Task brief. Scan the entries below for the string "read" and copy every line where it turns up.

Material supplied.
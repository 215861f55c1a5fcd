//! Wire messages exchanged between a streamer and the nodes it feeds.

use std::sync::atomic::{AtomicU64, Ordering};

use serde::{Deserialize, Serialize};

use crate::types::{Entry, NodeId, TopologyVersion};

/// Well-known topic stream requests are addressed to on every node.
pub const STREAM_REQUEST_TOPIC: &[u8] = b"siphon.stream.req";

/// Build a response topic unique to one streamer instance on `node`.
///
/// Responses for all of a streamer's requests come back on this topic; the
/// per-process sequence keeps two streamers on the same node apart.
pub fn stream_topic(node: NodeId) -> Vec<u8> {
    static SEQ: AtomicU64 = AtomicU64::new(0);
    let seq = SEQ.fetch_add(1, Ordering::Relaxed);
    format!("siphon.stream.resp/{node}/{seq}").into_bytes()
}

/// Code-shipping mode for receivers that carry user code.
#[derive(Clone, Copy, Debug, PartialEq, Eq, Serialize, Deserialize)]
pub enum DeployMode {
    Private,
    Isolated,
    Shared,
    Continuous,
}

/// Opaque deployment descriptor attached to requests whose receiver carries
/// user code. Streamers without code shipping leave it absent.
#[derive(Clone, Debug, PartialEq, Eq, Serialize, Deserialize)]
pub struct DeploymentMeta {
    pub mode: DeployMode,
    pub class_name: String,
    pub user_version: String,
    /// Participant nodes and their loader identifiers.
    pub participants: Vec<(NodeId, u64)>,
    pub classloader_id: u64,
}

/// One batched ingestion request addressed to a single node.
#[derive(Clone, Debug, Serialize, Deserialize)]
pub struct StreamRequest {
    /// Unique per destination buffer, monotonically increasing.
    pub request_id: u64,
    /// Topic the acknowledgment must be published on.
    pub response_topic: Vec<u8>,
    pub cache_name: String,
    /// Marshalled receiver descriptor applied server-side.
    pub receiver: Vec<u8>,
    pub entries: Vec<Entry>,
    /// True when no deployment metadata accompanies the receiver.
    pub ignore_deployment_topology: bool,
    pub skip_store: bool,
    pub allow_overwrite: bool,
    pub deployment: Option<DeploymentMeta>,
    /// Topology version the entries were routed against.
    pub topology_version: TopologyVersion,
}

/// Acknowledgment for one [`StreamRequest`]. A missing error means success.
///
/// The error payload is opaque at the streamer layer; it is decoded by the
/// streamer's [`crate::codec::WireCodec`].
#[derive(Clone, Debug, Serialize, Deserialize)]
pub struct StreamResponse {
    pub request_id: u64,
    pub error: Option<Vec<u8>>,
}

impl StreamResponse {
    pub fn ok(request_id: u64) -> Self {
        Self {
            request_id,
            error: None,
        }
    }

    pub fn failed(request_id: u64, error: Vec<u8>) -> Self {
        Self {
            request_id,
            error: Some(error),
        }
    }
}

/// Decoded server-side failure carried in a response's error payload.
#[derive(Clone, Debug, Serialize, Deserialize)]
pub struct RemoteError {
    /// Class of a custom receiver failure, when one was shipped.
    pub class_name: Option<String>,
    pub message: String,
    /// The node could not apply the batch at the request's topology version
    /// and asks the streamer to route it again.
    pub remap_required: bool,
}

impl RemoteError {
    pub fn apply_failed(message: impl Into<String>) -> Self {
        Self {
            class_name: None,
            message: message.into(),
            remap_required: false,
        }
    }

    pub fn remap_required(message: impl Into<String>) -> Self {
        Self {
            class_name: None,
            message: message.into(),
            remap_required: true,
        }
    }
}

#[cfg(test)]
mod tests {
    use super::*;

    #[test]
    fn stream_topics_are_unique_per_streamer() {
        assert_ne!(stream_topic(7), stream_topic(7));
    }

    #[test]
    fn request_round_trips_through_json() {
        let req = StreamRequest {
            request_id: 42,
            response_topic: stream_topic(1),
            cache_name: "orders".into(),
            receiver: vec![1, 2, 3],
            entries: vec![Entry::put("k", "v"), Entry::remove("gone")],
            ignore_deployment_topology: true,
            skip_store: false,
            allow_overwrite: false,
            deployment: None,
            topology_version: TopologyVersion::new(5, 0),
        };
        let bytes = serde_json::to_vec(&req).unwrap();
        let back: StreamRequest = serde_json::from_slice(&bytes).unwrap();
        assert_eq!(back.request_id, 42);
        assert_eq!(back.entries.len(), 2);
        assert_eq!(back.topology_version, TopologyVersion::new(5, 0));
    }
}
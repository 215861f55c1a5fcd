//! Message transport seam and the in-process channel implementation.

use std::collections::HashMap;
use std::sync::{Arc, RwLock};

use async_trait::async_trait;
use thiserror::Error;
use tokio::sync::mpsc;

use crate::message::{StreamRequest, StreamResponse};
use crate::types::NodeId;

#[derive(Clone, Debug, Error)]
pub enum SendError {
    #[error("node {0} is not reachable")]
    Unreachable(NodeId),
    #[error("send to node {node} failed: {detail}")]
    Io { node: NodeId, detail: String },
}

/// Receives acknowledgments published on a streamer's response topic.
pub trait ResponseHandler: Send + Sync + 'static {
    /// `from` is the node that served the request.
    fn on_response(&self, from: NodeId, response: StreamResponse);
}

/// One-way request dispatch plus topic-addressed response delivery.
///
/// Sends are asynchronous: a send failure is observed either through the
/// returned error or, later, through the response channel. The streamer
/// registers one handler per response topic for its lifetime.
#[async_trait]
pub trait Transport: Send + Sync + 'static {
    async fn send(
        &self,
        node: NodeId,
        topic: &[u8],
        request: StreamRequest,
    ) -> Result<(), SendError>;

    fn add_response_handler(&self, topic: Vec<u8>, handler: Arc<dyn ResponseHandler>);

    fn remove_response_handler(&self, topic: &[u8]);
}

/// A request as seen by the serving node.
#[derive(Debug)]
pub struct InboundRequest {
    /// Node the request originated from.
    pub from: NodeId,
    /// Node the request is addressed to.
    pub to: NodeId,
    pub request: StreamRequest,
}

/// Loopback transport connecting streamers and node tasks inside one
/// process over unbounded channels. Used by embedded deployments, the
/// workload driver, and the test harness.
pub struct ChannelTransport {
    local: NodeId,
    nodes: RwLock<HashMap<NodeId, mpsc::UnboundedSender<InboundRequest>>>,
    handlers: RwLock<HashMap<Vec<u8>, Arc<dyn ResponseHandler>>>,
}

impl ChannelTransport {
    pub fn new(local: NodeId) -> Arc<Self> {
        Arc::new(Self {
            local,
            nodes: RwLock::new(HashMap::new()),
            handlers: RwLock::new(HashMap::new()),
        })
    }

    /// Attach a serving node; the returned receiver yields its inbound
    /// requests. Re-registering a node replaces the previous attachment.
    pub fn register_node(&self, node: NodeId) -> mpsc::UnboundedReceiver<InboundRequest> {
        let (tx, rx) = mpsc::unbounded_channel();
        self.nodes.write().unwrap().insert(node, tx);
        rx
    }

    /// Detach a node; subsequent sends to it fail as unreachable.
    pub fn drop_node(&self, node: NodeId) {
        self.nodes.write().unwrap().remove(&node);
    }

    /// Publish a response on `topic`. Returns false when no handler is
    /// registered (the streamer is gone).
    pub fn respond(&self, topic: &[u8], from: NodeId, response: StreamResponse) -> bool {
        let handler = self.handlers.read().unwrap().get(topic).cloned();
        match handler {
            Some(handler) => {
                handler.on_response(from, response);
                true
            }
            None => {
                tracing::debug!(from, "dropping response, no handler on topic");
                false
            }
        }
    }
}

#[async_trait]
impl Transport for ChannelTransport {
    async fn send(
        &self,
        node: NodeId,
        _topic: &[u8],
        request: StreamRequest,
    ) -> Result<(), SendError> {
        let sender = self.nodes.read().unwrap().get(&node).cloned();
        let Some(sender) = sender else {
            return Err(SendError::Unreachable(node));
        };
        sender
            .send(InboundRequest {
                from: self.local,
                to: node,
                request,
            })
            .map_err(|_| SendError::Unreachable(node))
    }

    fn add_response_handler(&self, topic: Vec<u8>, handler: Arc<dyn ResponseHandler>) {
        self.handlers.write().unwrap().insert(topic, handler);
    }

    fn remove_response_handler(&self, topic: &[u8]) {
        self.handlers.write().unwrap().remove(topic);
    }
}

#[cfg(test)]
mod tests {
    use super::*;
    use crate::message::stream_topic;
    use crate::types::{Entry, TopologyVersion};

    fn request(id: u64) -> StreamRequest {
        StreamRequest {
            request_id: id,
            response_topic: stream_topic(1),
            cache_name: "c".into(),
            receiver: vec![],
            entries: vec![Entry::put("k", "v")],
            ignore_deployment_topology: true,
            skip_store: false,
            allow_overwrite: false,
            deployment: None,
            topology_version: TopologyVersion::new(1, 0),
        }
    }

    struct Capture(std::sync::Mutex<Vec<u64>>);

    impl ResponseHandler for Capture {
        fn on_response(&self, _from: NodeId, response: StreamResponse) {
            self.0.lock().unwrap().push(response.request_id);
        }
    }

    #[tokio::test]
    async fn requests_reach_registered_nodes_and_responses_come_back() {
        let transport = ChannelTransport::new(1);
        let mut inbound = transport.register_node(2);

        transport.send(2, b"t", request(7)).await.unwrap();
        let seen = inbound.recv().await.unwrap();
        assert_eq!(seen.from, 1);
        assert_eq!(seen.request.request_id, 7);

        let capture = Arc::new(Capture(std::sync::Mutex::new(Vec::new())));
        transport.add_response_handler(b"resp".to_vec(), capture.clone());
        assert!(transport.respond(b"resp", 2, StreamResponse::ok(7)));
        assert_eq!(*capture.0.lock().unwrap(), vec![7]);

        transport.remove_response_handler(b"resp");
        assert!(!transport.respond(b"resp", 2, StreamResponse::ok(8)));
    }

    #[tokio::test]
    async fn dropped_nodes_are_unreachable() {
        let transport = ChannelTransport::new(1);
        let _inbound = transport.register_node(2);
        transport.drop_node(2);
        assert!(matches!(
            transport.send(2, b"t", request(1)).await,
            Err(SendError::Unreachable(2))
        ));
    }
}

Written answer.
        let handler = self.handlers.read().unwrap().get(topic).cloned();
        let sender = self.nodes.read().unwrap().get(&node).cloned();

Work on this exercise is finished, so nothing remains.